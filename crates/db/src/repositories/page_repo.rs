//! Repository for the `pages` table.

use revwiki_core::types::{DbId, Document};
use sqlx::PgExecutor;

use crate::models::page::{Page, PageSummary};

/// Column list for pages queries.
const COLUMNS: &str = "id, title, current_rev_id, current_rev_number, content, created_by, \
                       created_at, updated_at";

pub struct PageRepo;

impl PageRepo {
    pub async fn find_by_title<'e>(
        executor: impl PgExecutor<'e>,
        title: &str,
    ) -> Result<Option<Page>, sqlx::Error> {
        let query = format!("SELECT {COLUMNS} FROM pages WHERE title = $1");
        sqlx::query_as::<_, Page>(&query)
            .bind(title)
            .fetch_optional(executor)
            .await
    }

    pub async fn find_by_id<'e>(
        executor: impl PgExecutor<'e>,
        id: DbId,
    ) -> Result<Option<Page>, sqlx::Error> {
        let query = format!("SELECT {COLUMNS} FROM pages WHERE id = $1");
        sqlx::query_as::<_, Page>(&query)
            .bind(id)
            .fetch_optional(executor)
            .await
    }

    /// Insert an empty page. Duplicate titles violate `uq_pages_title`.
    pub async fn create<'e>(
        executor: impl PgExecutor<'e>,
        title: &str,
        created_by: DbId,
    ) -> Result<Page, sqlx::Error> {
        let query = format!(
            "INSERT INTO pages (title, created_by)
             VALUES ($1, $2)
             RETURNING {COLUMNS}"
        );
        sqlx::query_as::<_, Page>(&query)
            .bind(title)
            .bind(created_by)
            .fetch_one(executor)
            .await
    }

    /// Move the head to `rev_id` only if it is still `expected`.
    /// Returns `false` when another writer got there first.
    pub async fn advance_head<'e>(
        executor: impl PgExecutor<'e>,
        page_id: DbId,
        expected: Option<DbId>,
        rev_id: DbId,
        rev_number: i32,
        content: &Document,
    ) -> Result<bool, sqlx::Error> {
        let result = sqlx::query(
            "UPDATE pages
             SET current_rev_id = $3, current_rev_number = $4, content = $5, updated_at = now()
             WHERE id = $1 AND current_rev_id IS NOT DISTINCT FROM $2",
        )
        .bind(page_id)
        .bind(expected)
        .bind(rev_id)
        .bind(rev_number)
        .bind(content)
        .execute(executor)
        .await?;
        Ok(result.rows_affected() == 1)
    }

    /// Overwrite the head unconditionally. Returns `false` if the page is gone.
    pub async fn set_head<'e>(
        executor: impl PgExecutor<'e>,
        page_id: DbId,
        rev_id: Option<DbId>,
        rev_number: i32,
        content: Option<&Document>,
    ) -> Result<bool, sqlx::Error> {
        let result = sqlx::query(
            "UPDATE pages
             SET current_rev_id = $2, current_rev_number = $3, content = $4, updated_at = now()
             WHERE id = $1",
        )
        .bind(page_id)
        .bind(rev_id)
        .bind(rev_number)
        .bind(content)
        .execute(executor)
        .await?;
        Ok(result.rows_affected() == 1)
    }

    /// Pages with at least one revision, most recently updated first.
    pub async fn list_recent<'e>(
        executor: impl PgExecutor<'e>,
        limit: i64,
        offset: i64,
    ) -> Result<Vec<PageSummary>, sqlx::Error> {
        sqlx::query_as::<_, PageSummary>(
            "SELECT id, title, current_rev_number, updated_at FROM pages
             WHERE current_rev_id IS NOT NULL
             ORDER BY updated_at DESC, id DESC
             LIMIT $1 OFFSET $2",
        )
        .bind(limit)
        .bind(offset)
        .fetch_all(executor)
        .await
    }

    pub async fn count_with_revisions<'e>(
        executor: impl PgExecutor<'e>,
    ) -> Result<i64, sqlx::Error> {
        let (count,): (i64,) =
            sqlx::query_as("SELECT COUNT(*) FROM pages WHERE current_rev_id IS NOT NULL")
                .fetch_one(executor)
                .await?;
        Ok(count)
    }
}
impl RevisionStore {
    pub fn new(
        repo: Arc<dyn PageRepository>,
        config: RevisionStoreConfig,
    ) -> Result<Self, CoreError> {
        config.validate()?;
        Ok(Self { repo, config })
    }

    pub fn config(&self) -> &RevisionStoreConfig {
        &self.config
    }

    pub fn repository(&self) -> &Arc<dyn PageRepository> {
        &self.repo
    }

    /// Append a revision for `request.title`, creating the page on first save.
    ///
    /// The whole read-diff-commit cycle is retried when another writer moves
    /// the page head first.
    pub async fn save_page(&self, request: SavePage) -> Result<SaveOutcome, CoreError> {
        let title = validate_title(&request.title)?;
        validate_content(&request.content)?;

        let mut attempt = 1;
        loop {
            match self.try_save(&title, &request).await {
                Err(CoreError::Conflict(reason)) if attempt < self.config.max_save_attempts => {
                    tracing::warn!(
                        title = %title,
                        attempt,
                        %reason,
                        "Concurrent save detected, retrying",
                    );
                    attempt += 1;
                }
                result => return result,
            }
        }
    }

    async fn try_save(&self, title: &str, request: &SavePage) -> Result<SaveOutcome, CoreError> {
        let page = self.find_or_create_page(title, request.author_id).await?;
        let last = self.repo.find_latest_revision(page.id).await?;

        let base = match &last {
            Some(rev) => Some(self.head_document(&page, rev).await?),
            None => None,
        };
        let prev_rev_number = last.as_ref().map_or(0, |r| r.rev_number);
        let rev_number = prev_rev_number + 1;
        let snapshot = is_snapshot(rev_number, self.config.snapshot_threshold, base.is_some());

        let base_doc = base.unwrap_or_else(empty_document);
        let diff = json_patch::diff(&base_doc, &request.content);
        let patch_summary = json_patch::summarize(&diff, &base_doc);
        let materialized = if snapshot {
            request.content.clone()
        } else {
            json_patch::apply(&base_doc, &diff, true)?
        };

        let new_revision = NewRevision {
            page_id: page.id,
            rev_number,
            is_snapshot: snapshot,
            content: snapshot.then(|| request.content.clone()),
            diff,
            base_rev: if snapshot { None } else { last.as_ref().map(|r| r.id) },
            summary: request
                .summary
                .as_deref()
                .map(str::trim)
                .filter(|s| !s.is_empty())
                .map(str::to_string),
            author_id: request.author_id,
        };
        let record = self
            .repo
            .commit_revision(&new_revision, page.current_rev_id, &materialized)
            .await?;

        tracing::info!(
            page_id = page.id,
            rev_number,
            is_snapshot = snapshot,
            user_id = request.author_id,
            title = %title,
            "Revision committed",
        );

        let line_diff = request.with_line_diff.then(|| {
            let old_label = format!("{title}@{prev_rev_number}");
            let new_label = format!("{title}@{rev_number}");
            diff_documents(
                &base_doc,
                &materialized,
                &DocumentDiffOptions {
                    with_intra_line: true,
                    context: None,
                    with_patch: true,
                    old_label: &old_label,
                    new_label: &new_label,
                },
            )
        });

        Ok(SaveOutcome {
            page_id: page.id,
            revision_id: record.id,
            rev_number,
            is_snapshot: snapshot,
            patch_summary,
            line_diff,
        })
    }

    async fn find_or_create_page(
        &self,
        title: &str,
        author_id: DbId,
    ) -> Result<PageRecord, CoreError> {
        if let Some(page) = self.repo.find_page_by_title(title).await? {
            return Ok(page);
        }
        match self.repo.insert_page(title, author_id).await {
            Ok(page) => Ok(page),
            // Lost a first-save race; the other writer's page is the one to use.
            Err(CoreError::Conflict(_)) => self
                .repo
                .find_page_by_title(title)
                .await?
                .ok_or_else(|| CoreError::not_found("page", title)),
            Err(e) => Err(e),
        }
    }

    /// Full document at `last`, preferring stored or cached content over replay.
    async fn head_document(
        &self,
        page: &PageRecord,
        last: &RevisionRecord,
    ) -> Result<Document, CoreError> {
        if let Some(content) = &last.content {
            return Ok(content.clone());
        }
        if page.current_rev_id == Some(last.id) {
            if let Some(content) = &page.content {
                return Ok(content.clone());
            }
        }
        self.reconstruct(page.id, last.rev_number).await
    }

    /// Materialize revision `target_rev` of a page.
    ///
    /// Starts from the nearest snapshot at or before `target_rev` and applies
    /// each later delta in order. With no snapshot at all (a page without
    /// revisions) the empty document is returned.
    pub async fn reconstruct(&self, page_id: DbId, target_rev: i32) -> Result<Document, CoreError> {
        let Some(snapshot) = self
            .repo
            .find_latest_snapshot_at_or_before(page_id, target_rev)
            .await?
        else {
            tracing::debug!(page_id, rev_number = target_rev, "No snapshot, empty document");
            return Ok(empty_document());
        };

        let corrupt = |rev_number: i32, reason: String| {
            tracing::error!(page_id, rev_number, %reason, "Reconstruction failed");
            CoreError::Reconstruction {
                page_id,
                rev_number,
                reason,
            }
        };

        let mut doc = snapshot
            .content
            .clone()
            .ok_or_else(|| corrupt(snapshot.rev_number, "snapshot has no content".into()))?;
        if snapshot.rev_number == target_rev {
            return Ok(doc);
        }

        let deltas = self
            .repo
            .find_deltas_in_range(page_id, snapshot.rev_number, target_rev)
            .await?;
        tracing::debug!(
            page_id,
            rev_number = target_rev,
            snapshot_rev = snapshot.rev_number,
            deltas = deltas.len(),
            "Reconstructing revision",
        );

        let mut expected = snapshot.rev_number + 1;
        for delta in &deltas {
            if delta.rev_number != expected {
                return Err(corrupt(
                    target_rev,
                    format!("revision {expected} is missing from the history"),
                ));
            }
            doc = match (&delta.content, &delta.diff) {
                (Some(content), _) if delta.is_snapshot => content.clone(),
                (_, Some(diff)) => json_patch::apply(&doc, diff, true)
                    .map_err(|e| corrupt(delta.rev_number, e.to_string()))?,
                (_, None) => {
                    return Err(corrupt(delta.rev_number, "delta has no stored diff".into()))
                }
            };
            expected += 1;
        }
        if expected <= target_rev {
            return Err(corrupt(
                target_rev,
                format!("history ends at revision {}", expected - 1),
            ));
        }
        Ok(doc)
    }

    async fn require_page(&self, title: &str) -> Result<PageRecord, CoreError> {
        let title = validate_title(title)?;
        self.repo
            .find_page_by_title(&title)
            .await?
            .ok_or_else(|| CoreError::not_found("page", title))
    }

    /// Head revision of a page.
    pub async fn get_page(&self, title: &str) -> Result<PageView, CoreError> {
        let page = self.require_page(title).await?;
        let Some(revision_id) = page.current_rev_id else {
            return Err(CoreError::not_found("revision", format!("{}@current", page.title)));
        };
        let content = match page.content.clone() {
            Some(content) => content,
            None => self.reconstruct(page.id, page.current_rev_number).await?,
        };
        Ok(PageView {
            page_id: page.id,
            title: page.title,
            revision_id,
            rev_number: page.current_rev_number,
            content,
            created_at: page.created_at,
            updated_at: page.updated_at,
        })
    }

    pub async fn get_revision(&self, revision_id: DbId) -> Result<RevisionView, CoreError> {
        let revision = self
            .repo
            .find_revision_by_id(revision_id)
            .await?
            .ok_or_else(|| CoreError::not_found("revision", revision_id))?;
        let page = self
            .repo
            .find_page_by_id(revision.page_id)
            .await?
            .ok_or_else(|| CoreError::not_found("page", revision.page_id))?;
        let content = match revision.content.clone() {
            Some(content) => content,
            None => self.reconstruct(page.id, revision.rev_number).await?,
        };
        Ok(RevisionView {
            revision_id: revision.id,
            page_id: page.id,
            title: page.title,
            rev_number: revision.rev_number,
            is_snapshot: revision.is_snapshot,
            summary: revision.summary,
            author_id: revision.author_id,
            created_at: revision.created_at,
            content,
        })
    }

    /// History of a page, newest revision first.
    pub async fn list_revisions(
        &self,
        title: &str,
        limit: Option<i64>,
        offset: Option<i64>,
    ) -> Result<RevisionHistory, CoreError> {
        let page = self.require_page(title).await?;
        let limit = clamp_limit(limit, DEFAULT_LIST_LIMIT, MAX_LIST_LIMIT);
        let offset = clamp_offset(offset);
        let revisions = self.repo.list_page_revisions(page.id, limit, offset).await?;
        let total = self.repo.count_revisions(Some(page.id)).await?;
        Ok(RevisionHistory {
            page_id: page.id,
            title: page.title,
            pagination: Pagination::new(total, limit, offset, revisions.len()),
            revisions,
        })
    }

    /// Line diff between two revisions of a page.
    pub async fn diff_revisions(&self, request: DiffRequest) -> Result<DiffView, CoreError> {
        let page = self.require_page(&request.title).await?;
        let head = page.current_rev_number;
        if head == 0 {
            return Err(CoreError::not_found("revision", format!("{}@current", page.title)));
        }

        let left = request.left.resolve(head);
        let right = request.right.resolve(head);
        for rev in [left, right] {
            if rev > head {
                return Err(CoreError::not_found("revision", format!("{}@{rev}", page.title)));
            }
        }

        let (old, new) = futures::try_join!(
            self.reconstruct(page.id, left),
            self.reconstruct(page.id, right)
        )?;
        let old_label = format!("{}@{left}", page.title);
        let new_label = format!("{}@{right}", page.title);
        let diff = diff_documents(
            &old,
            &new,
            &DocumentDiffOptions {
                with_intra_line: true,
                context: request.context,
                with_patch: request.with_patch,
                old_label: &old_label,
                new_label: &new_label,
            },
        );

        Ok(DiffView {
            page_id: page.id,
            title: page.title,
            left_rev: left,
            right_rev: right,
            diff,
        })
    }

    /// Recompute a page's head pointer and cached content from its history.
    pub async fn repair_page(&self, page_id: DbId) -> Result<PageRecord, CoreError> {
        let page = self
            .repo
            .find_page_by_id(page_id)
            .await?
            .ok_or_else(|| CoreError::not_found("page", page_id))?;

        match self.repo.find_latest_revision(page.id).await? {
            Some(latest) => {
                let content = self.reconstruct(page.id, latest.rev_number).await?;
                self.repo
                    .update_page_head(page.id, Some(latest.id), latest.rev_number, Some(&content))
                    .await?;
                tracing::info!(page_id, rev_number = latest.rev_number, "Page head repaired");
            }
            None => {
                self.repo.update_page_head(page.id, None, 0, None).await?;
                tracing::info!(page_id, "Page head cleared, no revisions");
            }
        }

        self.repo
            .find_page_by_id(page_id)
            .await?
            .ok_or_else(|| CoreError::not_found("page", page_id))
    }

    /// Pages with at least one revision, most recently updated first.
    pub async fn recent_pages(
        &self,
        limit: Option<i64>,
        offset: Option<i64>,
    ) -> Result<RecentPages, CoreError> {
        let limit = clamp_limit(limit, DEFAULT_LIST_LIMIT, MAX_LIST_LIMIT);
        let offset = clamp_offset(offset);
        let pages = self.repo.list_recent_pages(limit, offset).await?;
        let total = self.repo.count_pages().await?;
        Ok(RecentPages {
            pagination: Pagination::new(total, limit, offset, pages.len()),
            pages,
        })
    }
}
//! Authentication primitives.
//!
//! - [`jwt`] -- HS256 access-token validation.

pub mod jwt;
□ □ □ □ □ □ □
Using the entries above, work out how many lines include the word "None", and give only that count.

■ SOLVED EXERCISE
8